The Australian leader also addressed concerns about the potential instability that could be triggered by his country's purchase of nuclear-powered submarines through the security alliance Aukus.

"The submarines we are acquiring - the single biggest leap in Australia's defence capability in our history - reflect our determination to live up to those expectations ... [of being] a stronger partner and a more effective contributor to stability in our region," Albanese said, adding that Aukus was about partnership, not competition.

Earlier at a press conference in Singapore after conducting the eighth Australia-Singapore Annual Leaders' Meeting with the city state's Deputy Prime Minister Lawrence Wong, Albanese said his government made personal calls to more than 60 countries to provide transparency on Aukus.

Besides Albanese's meeting with Singapore's Wong, Australia's defence ministers also met their counterparts from Fiji and Ukraine at the dialogue.

With Singapore, Albanese agreed to support multilateral cooperation as he had indicated in his speech and to maintain Asean centrality.

Albanese and Wong also launched a joint A$20 million (US$13.2 million) Go-Green Co-Innovation Program, to provide grants over a four-year period to drive co-innovation between Singapore and Australia.

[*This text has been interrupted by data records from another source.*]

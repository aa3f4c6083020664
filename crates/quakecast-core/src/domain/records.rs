use std::fmt::{Display, Formatter};

use quakecast_store::{SeismicRow, TableRow, WeatherRow};
use serde::de::DeserializeOwned;
use serde::{Deserialize, Serialize, Serializer};
use serde_json::Value;

use crate::domain::{RecordDate, RecordId, RecordKind};
use crate::ValidationError;

/// A record type served by the gateway and persisted in one store table.
pub trait Record: Serialize + DeserializeOwned + Clone + Send + Sync + 'static {
    const KIND: RecordKind;

    type Row: TableRow;

    /// Build a record from a caller-supplied JSON body. The identifier is
    /// checked before any other field.
    fn from_json(body: Value) -> Result<Self, ValidationError>;

    fn id(&self) -> &RecordId;

    /// Location text searched by collection lookups.
    fn location(&self) -> &str;

    fn to_row(&self) -> Self::Row;

    fn from_row(row: Self::Row) -> Result<Stored<Self>, ValidationError>;
}

/// A record as held by the store, with its storage identity.
#[derive(Debug, Clone, PartialEq, Serialize)]
pub struct Stored<R> {
    #[serde(rename = "_id")]
    pub storage_id: String,
    #[serde(flatten)]
    pub record: R,
}

/// Seismic event record.
#[derive(Debug, Clone, PartialEq, Serialize, Deserialize)]
#[serde(try_from = "SeismicEventPayload")]
pub struct SeismicEvent {
    id: RecordId,
    magnitude: f64,
    depth: f64,
    location: String,
    date: RecordDate,
}

impl SeismicEvent {
    pub fn new(
        id: RecordId,
        magnitude: f64,
        depth: f64,
        location: impl Into<String>,
        date: RecordDate,
    ) -> Result<Self, ValidationError> {
        if id.kind() != RecordKind::Seismic {
            return Err(ValidationError::invalid_id(RecordKind::Seismic));
        }
        validate_non_negative("magnitude", magnitude)?;
        validate_non_negative("depth", depth)?;
        let location = non_empty("location", location.into())?;

        Ok(Self {
            id,
            magnitude,
            depth,
            location,
            date,
        })
    }

    pub const fn magnitude(&self) -> f64 {
        self.magnitude
    }

    pub const fn depth(&self) -> f64 {
        self.depth
    }

    pub const fn date(&self) -> RecordDate {
        self.date
    }
}

impl Record for SeismicEvent {
    const KIND: RecordKind = RecordKind::Seismic;

    type Row = SeismicRow;

    fn from_json(body: Value) -> Result<Self, ValidationError> {
        if !body.is_object() {
            return Err(ValidationError::BodyNotObject);
        }
        let payload: SeismicEventPayload =
            serde_json::from_value(body).map_err(|_| ValidationError::BodyNotObject)?;
        Self::try_from(payload)
    }

    fn id(&self) -> &RecordId {
        &self.id
    }

    fn location(&self) -> &str {
        &self.location
    }

    fn to_row(&self) -> SeismicRow {
        SeismicRow {
            storage_id: String::new(),
            id: self.id.as_str().to_owned(),
            magnitude: self.magnitude,
            depth: self.depth,
            location: self.location.clone(),
            date: self.date.format_iso(),
        }
    }

    fn from_row(row: SeismicRow) -> Result<Stored<Self>, ValidationError> {
        let id = RecordId::parse(RecordKind::Seismic, &row.id)?;
        let date = RecordDate::parse(&row.date)?;
        let record = Self::new(id, row.magnitude, row.depth, row.location, date)?;
        Ok(Stored {
            storage_id: row.storage_id,
            record,
        })
    }
}

#[derive(Deserialize)]
struct SeismicEventPayload {
    id: Option<Value>,
    magnitude: Option<Value>,
    depth: Option<Value>,
    location: Option<Value>,
    date: Option<Value>,
}

impl TryFrom<SeismicEventPayload> for SeismicEvent {
    type Error = ValidationError;

    fn try_from(payload: SeismicEventPayload) -> Result<Self, Self::Error> {
        let id = identifier(RecordKind::Seismic, payload.id)?;
        let magnitude = number("magnitude", payload.magnitude)?;
        let depth = number("depth", payload.depth)?;
        let location = non_empty("location", text("location", payload.location)?)?;
        let date = RecordDate::parse(&text("date", payload.date)?)?;
        Self::new(id, magnitude, depth, location, date)
    }
}

/// Sky condition reported by a weather observation.
#[derive(Debug, Clone, Copy, PartialEq, Eq, Hash)]
pub enum Condition {
    Soleado,
    Nublado,
    Lluvioso,
    Tormenta,
}

impl Condition {
    pub fn parse(input: &str) -> Result<Self, ValidationError> {
        match input {
            "Soleado" => Ok(Self::Soleado),
            "Nublado" => Ok(Self::Nublado),
            "Lluvioso" => Ok(Self::Lluvioso),
            "Tormenta" => Ok(Self::Tormenta),
            other => Err(ValidationError::InvalidCondition {
                value: other.to_owned(),
            }),
        }
    }

    pub const fn as_str(self) -> &'static str {
        match self {
            Self::Soleado => "Soleado",
            Self::Nublado => "Nublado",
            Self::Lluvioso => "Lluvioso",
            Self::Tormenta => "Tormenta",
        }
    }
}

impl Display for Condition {
    fn fmt(&self, f: &mut Formatter<'_>) -> std::fmt::Result {
        f.write_str(self.as_str())
    }
}

impl Serialize for Condition {
    fn serialize<S>(&self, serializer: S) -> Result<S::Ok, S::Error>
    where
        S: Serializer,
    {
        serializer.serialize_str(self.as_str())
    }
}

/// Weather observation record.
#[derive(Debug, Clone, PartialEq, Serialize, Deserialize)]
#[serde(try_from = "WeatherObservationPayload")]
pub struct WeatherObservation {
    id: RecordId,
    city: String,
    temperature: f64,
    humidity: f64,
    condition: Condition,
}

impl WeatherObservation {
    pub fn new(
        id: RecordId,
        city: impl Into<String>,
        temperature: f64,
        humidity: f64,
        condition: Condition,
    ) -> Result<Self, ValidationError> {
        if id.kind() != RecordKind::Weather {
            return Err(ValidationError::invalid_id(RecordKind::Weather));
        }
        if !temperature.is_finite() {
            return Err(ValidationError::NonFiniteValue {
                field: "temperature",
            });
        }
        validate_non_negative("humidity", humidity)?;
        let city = non_empty("city", city.into())?;

        Ok(Self {
            id,
            city,
            temperature,
            humidity,
            condition,
        })
    }

    pub const fn temperature(&self) -> f64 {
        self.temperature
    }

    pub const fn humidity(&self) -> f64 {
        self.humidity
    }

    pub const fn condition(&self) -> Condition {
        self.condition
    }
}

impl Record for WeatherObservation {
    const KIND: RecordKind = RecordKind::Weather;

    type Row = WeatherRow;

    fn from_json(body: Value) -> Result<Self, ValidationError> {
        if !body.is_object() {
            return Err(ValidationError::BodyNotObject);
        }
        let payload: WeatherObservationPayload =
            serde_json::from_value(body).map_err(|_| ValidationError::BodyNotObject)?;
        Self::try_from(payload)
    }

    fn id(&self) -> &RecordId {
        &self.id
    }

    fn location(&self) -> &str {
        &self.city
    }

    fn to_row(&self) -> WeatherRow {
        WeatherRow {
            storage_id: String::new(),
            id: self.id.as_str().to_owned(),
            city: self.city.clone(),
            temperature: self.temperature,
            humidity: self.humidity,
            condition: self.condition.as_str().to_owned(),
        }
    }

    fn from_row(row: WeatherRow) -> Result<Stored<Self>, ValidationError> {
        let id = RecordId::parse(RecordKind::Weather, &row.id)?;
        let condition = Condition::parse(&row.condition)?;
        let record = Self::new(id, row.city, row.temperature, row.humidity, condition)?;
        Ok(Stored {
            storage_id: row.storage_id,
            record,
        })
    }
}

#[derive(Deserialize)]
struct WeatherObservationPayload {
    id: Option<Value>,
    city: Option<Value>,
    temperature: Option<Value>,
    humidity: Option<Value>,
    condition: Option<Value>,
}

impl TryFrom<WeatherObservationPayload> for WeatherObservation {
    type Error = ValidationError;

    fn try_from(payload: WeatherObservationPayload) -> Result<Self, Self::Error> {
        let id = identifier(RecordKind::Weather, payload.id)?;
        let city = non_empty("city", text("city", payload.city)?)?;
        let temperature = number("temperature", payload.temperature)?;
        let humidity = number("humidity", payload.humidity)?;
        let condition = Condition::parse(&text("condition", payload.condition)?)?;
        Self::new(id, city, temperature, humidity, condition)
    }
}

fn validate_non_negative(field: &'static str, value: f64) -> Result<(), ValidationError> {
    if !value.is_finite() {
        return Err(ValidationError::NonFiniteValue { field });
    }
    if value < 0.0 {
        return Err(ValidationError::NegativeValue { field });
    }
    Ok(())
}

// A missing or non-string id is reported as a format error, like a malformed one.
fn identifier(kind: RecordKind, value: Option<Value>) -> Result<RecordId, ValidationError> {
    match value {
        Some(Value::String(id)) => RecordId::parse(kind, &id),
        _ => Err(ValidationError::invalid_id(kind)),
    }
}

fn number(field: &'static str, value: Option<Value>) -> Result<f64, ValidationError> {
    match value {
        None | Some(Value::Null) => Err(ValidationError::MissingField { field }),
        Some(Value::Number(number)) => number
            .as_f64()
            .ok_or(ValidationError::NonFiniteValue { field }),
        Some(_) => Err(ValidationError::InvalidFieldType {
            field,
            expected: "a number",
        }),
    }
}

fn text(field: &'static str, value: Option<Value>) -> Result<String, ValidationError> {
    match value {
        None | Some(Value::Null) => Err(ValidationError::MissingField { field }),
        Some(Value::String(text)) => Ok(text),
        Some(_) => Err(ValidationError::InvalidFieldType {
            field,
            expected: "a string",
        }),
    }
}

// Empty text counts as absent.
fn non_empty(field: &'static str, text: String) -> Result<String, ValidationError> {
    if text.is_empty() {
        return Err(ValidationError::MissingField { field });
    }
    Ok(text)
}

They also agreed to establish a Green and Digital Shipping Corridor by the end of 2025 to help decarbonise and digitalise the port and shipping industry.

Australia committed to being a reliable supplier of energy to Singapore, including gas to meet global emissions targets. The collapsed Sun Cable project to transmit solar-generated electricity from Australia's Northern Territory to Singapore was recently resuscitated.

The Shangri-La Dialogue is in its 20th edition, and the second meeting after a two-year absence due to the pandemic. Ministers from more than 40 countries attended the meeting, including 48 ministerial-level delegates and more than 35 senior defence officials.